If Bo were alive when this contest was booked, he'd have been first to ask, what good can come of this? Victory means nothing when it's an expected result. And unlike the MAC schools, a win over this opponent doesn't even count toward the BCS standings. Even a close call can be catestrophic, as evidenced by last year's nail-biter over Ball State. And any time you take the field, you run that slimmest of slim possibilities of coming in second.

Coming in second is precisely what happened on the ground-up Goodyear surface of the Big House on September's first Saturday. Someone forgot to tell Appalacian State that they were cupcakes. The players and coaches seemed to be under the impression that they were fresh off of a 14-1 campaign that saw them claim their second straight national title. (See photo, taken by yours truly.)

The Wolverines, who clearly got the memo, showed up ready to do a quick, pre-Labor Day walk-through. Yet the afternoon saw them stunned, bewildered and beaten, their jaws dropped in collective chagrin. Not since the most recent "To Catch A Predator" episode of Dateline have we witnessed so many "this isn't supposed to happen!" expressions in the same place. You'd think this team would have learned about overlooking opponents after last year's Rose Bowl, when they seemed more concerned with calculating the margin of victory needed to impress the voters than preparing for USC. (The Trojans beat them soundly, 32-18.)

On this gorgeous first day of September, instead of turning in a bold, polished performance, Michigan looked like an unprepared understudy at a Shakespeare festival, ad-libbing Hamlet's lines. The coaching staff was unsure of situations until each smacked them in the face (a fourth-down, goal-line situation at the end of the first half was met with surprise more than anything else); players were unsure of when to take the field or when to leave it (twice they lined up a player short on offense); star quarterbacks were unsure of which play to run (Chad Henne called time-out before the first play of the second half); and certain star running backs were unsure whether their number would be called (or whether they'd be in the lineup at all) during crucial stretches of the game.

Inside the historic stadium that was kicking off its 80th birthday--the game tickets bore an indelible image of Michigan's storied past, that of its first Heisman Trophy winner, Tom Harmon--the twin scoreboards read, 28-14, with two minutes remaining in the second quarter. Today, the "point-a-minute team" was not the one in maize and blue.

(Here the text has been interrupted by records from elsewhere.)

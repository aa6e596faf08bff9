//! Remote profile service client
//!
//! The profile service owns the persisted copy of user playback preferences.
//! The engine reads them once at session start and writes them only on an
//! explicit save; it never validates server-side constraints beyond clamping
//! volume before sending.

use playcast_common::model::PlaybackPreferences;
use serde::Deserialize;
use std::time::Duration;
use thiserror::Error;

const USER_AGENT: &str = concat!("playcast-pe/", env!("CARGO_PKG_VERSION"));
const REQUEST_TIMEOUT: Duration = Duration::from_secs(10);

/// Profile client errors
#[derive(Debug, Error)]
pub enum ProfileError {
    #[error("Network error: {0}")]
    Network(String),

    #[error("User not found: {0}")]
    UserNotFound(String),

    #[error("API error {0}: {1}")]
    Api(u16, String),

    #[error("Parse error: {0}")]
    Parse(String),
}

/// Envelope wrapping the user object in profile responses
#[derive(Debug, Deserialize)]
struct UserEnvelope {
    user: PlaybackPreferences,
}

/// Profile service API client
pub struct ProfileClient {
    http_client: reqwest::Client,
    base_url: String,
    user_id: String,
}

impl ProfileClient {
    pub fn new(
        base_url: impl Into<String>,
        user_id: impl Into<String>,
    ) -> Result<Self, ProfileError> {
        let http_client = reqwest::Client::builder()
            .user_agent(USER_AGENT)
            .timeout(REQUEST_TIMEOUT)
            .build()
            .map_err(|e| ProfileError::Network(e.to_string()))?;

        Ok(Self {
            http_client,
            base_url: base_url.into().trim_end_matches('/').to_string(),
            user_id: user_id.into(),
        })
    }

    pub fn user_id(&self) -> &str {
        &self.user_id
    }

    fn user_url(&self) -> String {
        format!("{}/users/{}", self.base_url, self.user_id)
    }

    /// Fetch the persisted playback preferences from the user's profile.
    /// Unknown profile fields are ignored; volume is clamped on ingest.
    pub async fn fetch_preferences(&self) -> Result<PlaybackPreferences, ProfileError> {
        let url = self.user_url();
        tracing::debug!(url = %url, "Fetching profile preferences");

        let response = self
            .http_client
            .get(&url)
            .send()
            .await
            .map_err(|e| ProfileError::Network(e.to_string()))?;

        let status = response.status();
        if status == 404 {
            return Err(ProfileError::UserNotFound(self.user_id.clone()));
        }
        if !status.is_success() {
            let error_text = response.text().await.unwrap_or_default();
            return Err(ProfileError::Api(status.as_u16(), error_text));
        }

        let envelope: UserEnvelope = response
            .json()
            .await
            .map_err(|e| ProfileError::Parse(e.to_string()))?;

        tracing::info!(
            user = %self.user_id,
            volume = envelope.user.volume,
            mode = %envelope.user.playback_mode,
            "Retrieved preferences from profile service"
        );

        Ok(envelope.user.clamped())
    }

    /// Persist playback preferences to the user's profile. Returns the
    /// preferences as the server stored them.
    pub async fn save_preferences(
        &self,
        prefs: &PlaybackPreferences,
    ) -> Result<PlaybackPreferences, ProfileError> {
        let url = self.user_url();
        let body = prefs.clamped();
        tracing::debug!(url = %url, "Saving profile preferences");

        let response = self
            .http_client
            .patch(&url)
            .json(&body)
            .send()
            .await
            .map_err(|e| ProfileError::Network(e.to_string()))?;

        let status = response.status();
        if status == 404 {
            return Err(ProfileError::UserNotFound(self.user_id.clone()));
        }
        if !status.is_success() {
            let error_text = response.text().await.unwrap_or_default();
            return Err(ProfileError::Api(status.as_u16(), error_text));
        }

        let envelope: UserEnvelope = response
            .json()
            .await
            .map_err(|e| ProfileError::Parse(e.to_string()))?;

        tracing::info!(user = %self.user_id, "Preferences saved to profile service");

        Ok(envelope.user.clamped())
    }
}
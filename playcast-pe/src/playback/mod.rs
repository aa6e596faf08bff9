//! Playback subsystem: media transport, queue store, mode resolution, and the
//! engine that orchestrates them.

pub mod engine;
pub mod modes;
pub mod queue;
pub mod transport;

pub use engine::{PlayerEngine, PlayerSnapshot};
pub use transport::{ClockTransport, MediaEvent, MediaTransport};
//! Player engine orchestration
//!
//! Coordinates the queue store, mode resolution, and the media transport, and
//! owns every piece of player state a UI can observe: queue, cursor,
//! transport facts, and the live playback preferences. All mutation goes
//! through engine methods; the media event loop reconciles asynchronous
//! transport facts back into shared state.
//!
//! Lock order is queue before transport state. Queue mutations hold the queue
//! write lock across the paired transport-state update, so no reader ever
//! observes the loaded item diverging from the queue cursor mid-switch.

use crate::error::Result;
use crate::playback::modes;
use crate::playback::queue::QueueStore;
use crate::playback::transport::{MediaEvent, MediaTransport};
use crate::state::SharedState;
use playcast_common::events::PlayerEvent;
use playcast_common::model::{ItemKey, PlayableItem, PlaybackMode, PlaybackPreferences};
use serde::Serialize;
use std::sync::atomic::{AtomicBool, AtomicU64, Ordering};
use std::sync::Arc;
use tokio::sync::{mpsc, Mutex, RwLock};
use tracing::{debug, info, warn};

/// Observable player state, shaped exactly as UI clients consume it on every
/// render. Field names are part of the wire contract.
#[derive(Debug, Clone, Serialize)]
#[serde(rename_all = "camelCase")]
pub struct PlayerSnapshot {
    pub current_item: Option<PlayableItem>,
    pub is_playing: bool,
    pub progress: f64,
    pub duration: f64,
    pub volume: f32,
    pub autoplay: bool,
    pub playback_mode: PlaybackMode,
    pub queue: Vec<PlayableItem>,
    pub queue_index: Option<usize>,
    pub has_next: bool,
    pub has_prev: bool,
}

/// Player engine: the one owner of queue, transport, and live preferences.
pub struct PlayerEngine {
    state: Arc<SharedState>,
    queue: RwLock<QueueStore>,
    transport: Arc<dyn MediaTransport>,
    /// Monotonic load counter; transport events from older generations are
    /// discarded so a superseded load can never resurface.
    generation: AtomicU64,
    /// Whether the latest load should start playing once the transport
    /// reports it ready.
    load_autoplay: AtomicBool,
    /// Media event channel, taken by the event loop on start.
    media_rx: Mutex<Option<mpsc::UnboundedReceiver<MediaEvent>>>,
}
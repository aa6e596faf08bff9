//! Configuration loading and resolution
//!
//! Every setting resolves through the same priority ladder:
//! 1. Command-line argument
//! 2. Environment variable (`PLAYCAST_*`)
//! 3. TOML config file
//! 4. Compiled default
//!
//! Missing or corrupt config files degrade to defaults with a warning; they
//! never abort startup.

use serde::Deserialize;
use std::path::{Path, PathBuf};
use tracing::warn;

/// Default HTTP port for the player engine service
pub const DEFAULT_PORT: u16 = 5750;

/// Default base URL of the profile service
pub const DEFAULT_PROFILE_URL: &str = "http://127.0.0.1:5751";

/// Fallback user when no identity is configured
pub const DEFAULT_USER_ID: &str = "anonymous";

pub const PORT_ENV: &str = "PLAYCAST_PORT";
pub const PROFILE_URL_ENV: &str = "PLAYCAST_PROFILE_URL";
pub const USER_ID_ENV: &str = "PLAYCAST_USER_ID";

/// Settings read from the TOML config file. All optional; unset values fall
/// through to the next rung of the ladder.
#[derive(Debug, Clone, Default, Deserialize)]
pub struct TomlConfig {
    pub port: Option<u16>,
    pub profile_url: Option<String>,
    pub user_id: Option<String>,
    pub log_level: Option<String>,
}

impl TomlConfig {
    /// Load from the first config file found in the platform candidates, or
    /// defaults when none exists.
    pub fn load() -> Self {
        for path in config_file_candidates() {
            if path.exists() {
                return Self::load_from(&path);
            }
        }
        Self::default()
    }

    /// Load from an explicit path. Read or parse failures degrade to defaults.
    pub fn load_from(path: &Path) -> Self {
        match std::fs::read_to_string(path) {
            Ok(contents) => match toml::from_str(&contents) {
                Ok(config) => config,
                Err(e) => {
                    warn!("Corrupt config file {}: {}; using defaults", path.display(), e);
                    Self::default()
                }
            },
            Err(e) => {
                warn!("Could not read config file {}: {}; using defaults", path.display(), e);
                Self::default()
            }
        }
    }
}

/// Platform config file locations, in priority order.
fn config_file_candidates() -> Vec<PathBuf> {
    let mut candidates = Vec::new();
    if let Some(dir) = dirs::config_dir() {
        candidates.push(dir.join("playcast").join("config.toml"));
    }
    if cfg!(target_os = "linux") {
        candidates.push(PathBuf::from("/etc/playcast/config.toml"));
    }
    candidates
}

/// Resolve the listen port through the ladder.
pub fn resolve_port(cli: Option<u16>, file: &TomlConfig) -> u16 {
    if let Some(port) = cli {
        return port;
    }
    if let Ok(value) = std::env::var(PORT_ENV) {
        match value.parse() {
            Ok(port) => return port,
            Err(_) => warn!("Ignoring unparseable {}={}", PORT_ENV, value),
        }
    }
    file.port.unwrap_or(DEFAULT_PORT)
}

/// Resolve the profile service base URL through the ladder.
pub fn resolve_profile_url(cli: Option<&str>, file: &TomlConfig) -> String {
    if let Some(url) = cli {
        return url.to_string();
    }
    if let Ok(url) = std::env::var(PROFILE_URL_ENV) {
        return url;
    }
    file.profile_url
        .clone()
        .unwrap_or_else(|| DEFAULT_PROFILE_URL.to_string())
}

/// Resolve the user whose preferences seed the engine.
pub fn resolve_user_id(cli: Option<&str>, file: &TomlConfig) -> String {
    if let Some(id) = cli {
        return id.to_string();
    }
    if let Ok(id) = std::env::var(USER_ID_ENV) {
        return id;
    }
    file.user_id
        .clone()
        .unwrap_or_else(|| DEFAULT_USER_ID.to_string())
}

When the Aquatred crumbs settled, the little team that couldn't, did. The easy win, wasn't. Appalachian State's starters ran toward the South end zone to salute their fans, who drove, flew and did everything but mall-walk from tiny Boone, North Carolina, to witness some history of their own. Cheerleaders hugged anyone in a white uniform. The jubilant players and their equally-giddy coaching staff held a spontaneous team photo session on the maize "M" at midfield, while over their shoulders the Jumbotron's earth-shaking message filled the frame. David 34, Goliath 32.

So maybe Bo was right after all. Maybe Michigan should remove the "cupcakes" from future schedules for good. The irony of the old man's words belies one eerie truth not even he could foretell: in three tries, the Wolverines have not been victorious since Coach Bo passed away.